Июльский вечер был теплым, а лето Виргинии в самом разгаре, на самом его пике. Солнце садилось за дымящийся от испарины горизонт, кутая усадьбу, винодельню и окрестности едва уловимым розово-золотистым маревом. Поля, покрытые паутиной и росой, стояли за воротами недвижно. Душный, душистый, туманный воздух мягко стелился по земле, путался в хлопке, растущем островками и хранившем историю юга. Трогательные хлопковые коробочки казались мягкими на ощупь, почти голубыми в сумерках. Пахло свежескошенной травой, полевыми цветами, сеном и влажной виноградной лозой. Цикады без устали пели в кустах, это был вечный саундтрек этих мест. Ворота скрипели, пока отец пытался их закрыть, нарушая металлическим скрежетом особенную, почти волшебную тишину.

–– Порядок, – наконец выдохнул отец и с трудом вынул ключ из старой скважины, как раз тогда, когда Нейт подошел к нему, чтобы помочь. Этими воротами пользовались нечасто. Дед Розенфилд обычно оставлял свою машину за ними. Аарон не решился поступить так же с новым «Крайслером».

–– Как себя чувствуешь, Нейт? – отец обнял мальчишку за плечи и повел назад к машине, припоминая, как его укачало неподалеку от дома из-за неровных глиняных дорог.

–– Пап? – Нейт взглянул на отца снизу вверх: Аарон Розенфилд был довольно высоким.

–– Да, дорогой? – мужчина открыл багажник и стал доставать чемоданы, один за другим кладя их на землю. Коричневые чемоданы из нежной телячьей кожи к такому отношению не привыкли. На такие обычно надевали чехлы, прежде чем сдать их в багаж самолета, летящего куда-нибудь к берегам Франции.

–– Что, если Виола снова станет меня целовать? – с опаской спросил Нейт и поджал губы.

–– Ты знаешь, как она тебя любит, – усмехнулся Аарон. – Но хочешь знать, что я об этом думаю? – отец захлопнул багажник и провел ладонью по волосам – буйным кудрям, когда-то смоляным, а сейчас с заметной проседью. Нейт кивнул. – Она увидит тебя и подумает: «Надо же, как вырос этот парень. Ну просто красавчик. Он совсем уже взрослый, не стану, пожалуй, целовать его, как того розовощекого ребенка, которым он был еще в прошлом году».

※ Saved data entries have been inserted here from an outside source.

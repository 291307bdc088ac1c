//! Synthesis of the dummy certificate that carries a tag.
//!
//! The certificate is a pure ASN.1 container: it is appended to the PKCS#7
//! certificate set but never referenced by any SignerInfo, so Authenticode
//! ignores it entirely. Its validity window is deliberately in the past and
//! its signature algorithm is the historical sha1WithRSAEncryption; both are
//! pinned for compatibility with existing tag consumers.

use std::str::FromStr;

use der::asn1::{Any, BitString, ObjectIdentifier, OctetString, UtcTime};
use der::oid::AssociatedOid;
use der::{DateTime, Decode, Encode};
use rsa::pkcs1v15::SigningKey;
use rsa::signature::{SignatureEncoding, Signer};
use rsa::{RsaPrivateKey, RsaPublicKey};
use sha1::Sha1;
use x509_cert::certificate::{Certificate, TbsCertificate, Version};
use x509_cert::ext::pkix::{BasicConstraints, ExtendedKeyUsage, KeyUsage, KeyUsages};
use x509_cert::ext::Extension;
use x509_cert::name::Name;
use x509_cert::serial_number::SerialNumber;
use x509_cert::spki::{AlgorithmIdentifierOwned, SubjectPublicKeyInfoOwned};
use x509_cert::time::{Time, Validity};

use crate::error::TagResult;
use crate::pkcs7::TAG_OID;

/// Modulus size of the generated throwaway key.
const RSA_KEY_BITS: usize = 2048;

const SHA1_WITH_RSA: ObjectIdentifier = ObjectIdentifier::new_unwrap("1.2.840.113549.1.1.5");
const ANY_EXTENDED_KEY_USAGE: ObjectIdentifier = ObjectIdentifier::new_unwrap("2.5.29.37.0");

/// Generates a fresh self-signed certificate whose only payload is `tag`,
/// carried raw in a non-critical extension under [`TAG_OID`]. Returns the DER
/// encoding.
pub fn new_dummy_cert(tag: &[u8]) -> TagResult<Vec<u8>> {
    let mut rng = rand::thread_rng();
    let private_key = RsaPrivateKey::new(&mut rng, RSA_KEY_BITS)?;
    let public_key = RsaPublicKey::from(&private_key);

    let signature_algorithm = AlgorithmIdentifierOwned {
        oid: SHA1_WITH_RSA,
        parameters: Some(Any::from_der(&[0x05, 0x00])?),
    };

    let key_usage = KeyUsage(KeyUsages::KeyCertSign.into());
    let extended_key_usage = ExtendedKeyUsage(vec![ANY_EXTENDED_KEY_USAGE]);
    let basic_constraints = BasicConstraints {
        ca: false,
        path_len_constraint: None,
    };
    let extensions = vec![
        Extension {
            extn_id: KeyUsage::OID,
            critical: true,
            extn_value: OctetString::new(key_usage.to_der()?)?,
        },
        Extension {
            extn_id: ExtendedKeyUsage::OID,
            critical: false,
            extn_value: OctetString::new(extended_key_usage.to_der()?)?,
        },
        Extension {
            extn_id: BasicConstraints::OID,
            critical: true,
            extn_value: OctetString::new(basic_constraints.to_der()?)?,
        },
        // The tag rides as the raw extension value, not wrapped in any inner
        // DER type, so consumers can locate it with a plain byte search.
        Extension {
            extn_id: TAG_OID,
            critical: false,
            extn_value: OctetString::new(tag)?,
        },
    ];

    let tbs_certificate = TbsCertificate {
        version: Version::V3,
        serial_number: SerialNumber::from(1u32),
        signature: signature_algorithm.clone(),
        issuer: Name::from_str("CN=Unknown issuer")?,
        validity: Validity {
            not_before: utc(2013, 1, 1)?,
            not_after: utc(2013, 4, 1)?,
        },
        subject: Name::from_str("CN=Dummy certificate")?,
        subject_public_key_info: SubjectPublicKeyInfoOwned::from_key(public_key)?,
        issuer_unique_id: None,
        subject_unique_id: None,
        extensions: Some(extensions),
    };

    let signing_key = SigningKey::<Sha1>::new(private_key);
    let signature = signing_key.try_sign(&tbs_certificate.to_der()?)?;
    let certificate = Certificate {
        tbs_certificate,
        signature_algorithm,
        signature: BitString::from_bytes(&signature.to_bytes())?,
    };
    Ok(certificate.to_der()?)
}

fn utc(year: u16, month: u8, day: u8) -> der::Result<Time> {
    Ok(Time::UtcTime(UtcTime::from_date_time(DateTime::new(
        year, month, day, 10, 0, 0,
    )?)?))
}
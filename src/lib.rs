//! Manipulates "tags" in Authenticode-signed Windows binaries.
//!
//! Tag data has traditionally been inserted after the PKCS#7 blob in the
//! attribute-certificate table (an "appended tag" here). That area is not
//! hashed when checking the signature, so it can be altered at serving time
//! without invalidating the Authenticode signature.
//!
//! Verifiers are moving to forbid trailing data, so a second carrier is also
//! supported: a "superfluous certificate" — a dummy certificate inserted into
//! the PKCS#7 certificate set that holds arbitrary data in an extension.
//! Certificates that no SignerInfo references are not hashed either, so that
//! data can equally be changed after signing.
//!
//! PE32/PE32+ executables support both carriers; MSI (compound file)
//! installers support only the superfluous certificate.

pub mod cert;
pub mod codec;
pub mod error;
pub mod msi;
pub mod pe;
pub mod pkcs7;
pub mod tag;

#[cfg(test)]
pub(crate) mod testutil;

pub use error::{TagError, TagResult};
pub use msi::MsiBinary;
pub use pe::PeBinary;
pub use tag::{find_tag, TagLocation};

/// A taggable binary of either supported format.
///
/// There is no behavior shared between the formats, only a shared operation
/// set; operations an MSI cannot support fail inside the MSI arm rather than
/// in some common layer.
#[derive(Debug)]
pub enum Binary {
    Pe(PeBinary),
    Msi(MsiBinary),
}

impl Binary {
    /// Parses `contents` as PE32 first, then as MSI. If neither parser
    /// accepts the input, both errors are reported.
    pub fn parse(contents: &[u8]) -> TagResult<Self> {
        let pe_err = match PeBinary::parse(contents.to_vec()) {
            Ok(pe) => return Ok(Binary::Pe(pe)),
            Err(err) => err,
        };
        let msi_err = match MsiBinary::parse(contents) {
            Ok(msi) => return Ok(Binary::Msi(msi)),
            Err(err) => err,
        };
        Err(TagError::UnrecognizedFormat {
            pe: Box::new(pe_err),
            msi: Box::new(msi_err),
        })
    }

    /// The appended tag, if any.
    #[must_use]
    pub fn appended_tag(&self) -> Option<&[u8]> {
        match self {
            Binary::Pe(bin) => bin.appended_tag(),
            Binary::Msi(bin) => bin.appended_tag(),
        }
    }

    /// The PKCS#7 SignedData in DER form, as found in the input.
    #[must_use]
    pub fn asn1_data(&self) -> &[u8] {
        match self {
            Binary::Pe(bin) => bin.asn1_data(),
            Binary::Msi(bin) => bin.asn1_data(),
        }
    }

    /// Rebuilds the binary with the appended tag removed.
    pub fn remove_appended_tag(&self) -> TagResult<Vec<u8>> {
        match self {
            Binary::Pe(bin) => bin.remove_appended_tag(),
            Binary::Msi(bin) => bin.remove_appended_tag(),
        }
    }

    /// Rebuilds the binary with the given appended tag.
    pub fn set_appended_tag(&self, tag_contents: &[u8]) -> TagResult<Vec<u8>> {
        match self {
            Binary::Pe(bin) => bin.set_appended_tag(tag_contents),
            Binary::Msi(bin) => bin.set_appended_tag(tag_contents),
        }
    }

    /// Returns whether the certificate set already contains a tag carrier.
    pub fn has_superfluous_cert(&self) -> TagResult<bool> {
        match self {
            Binary::Pe(bin) => bin.has_superfluous_cert(),
            Binary::Msi(bin) => bin.has_superfluous_cert(),
        }
    }

    /// Rebuilds the binary with a superfluous certificate carrying `tag`,
    /// replacing any previous one.
    pub fn set_superfluous_cert_tag(&mut self, tag: &[u8]) -> TagResult<Vec<u8>> {
        match self {
            Binary::Pe(bin) => bin.set_superfluous_cert_tag(tag),
            Binary::Msi(bin) => bin.set_superfluous_cert_tag(tag),
        }
    }

    /// Offset of the certificate region, against which [`find_tag`] searches.
    /// For PE this is the attribute-certificate table; for MSI it is where
    /// the relocated SignedData will start.
    #[must_use]
    pub fn certificate_offset(&self) -> u64 {
        match self {
            Binary::Pe(bin) => bin.certificate_offset(),
            Binary::Msi(bin) => bin.certificate_offset(),
        }
    }
}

Ответить Нейт не успел, пока он обдумывал сказанное отцом, входная дверь распахнулась. Сначала из дома вылилась порция желтого света, а потом на крыльцо вышла Виола Спенсер – домоправительница Розенфилдов. Править сейчас было нечем: у Розенфилдов не было прислуги, как в прежние времена, но бабушка Виолы, как и ее мать, работала в усадьбе, дед Розенфилд попросил Виолу остаться, чтобы помогать его жене по дому. У Виолы был белый передник, темные мясистые губы, глаза чуть навыкате и завязанные в тугой пучок курчавые волосы.

4

Имеется в виду номер заключенного в концлагере узника.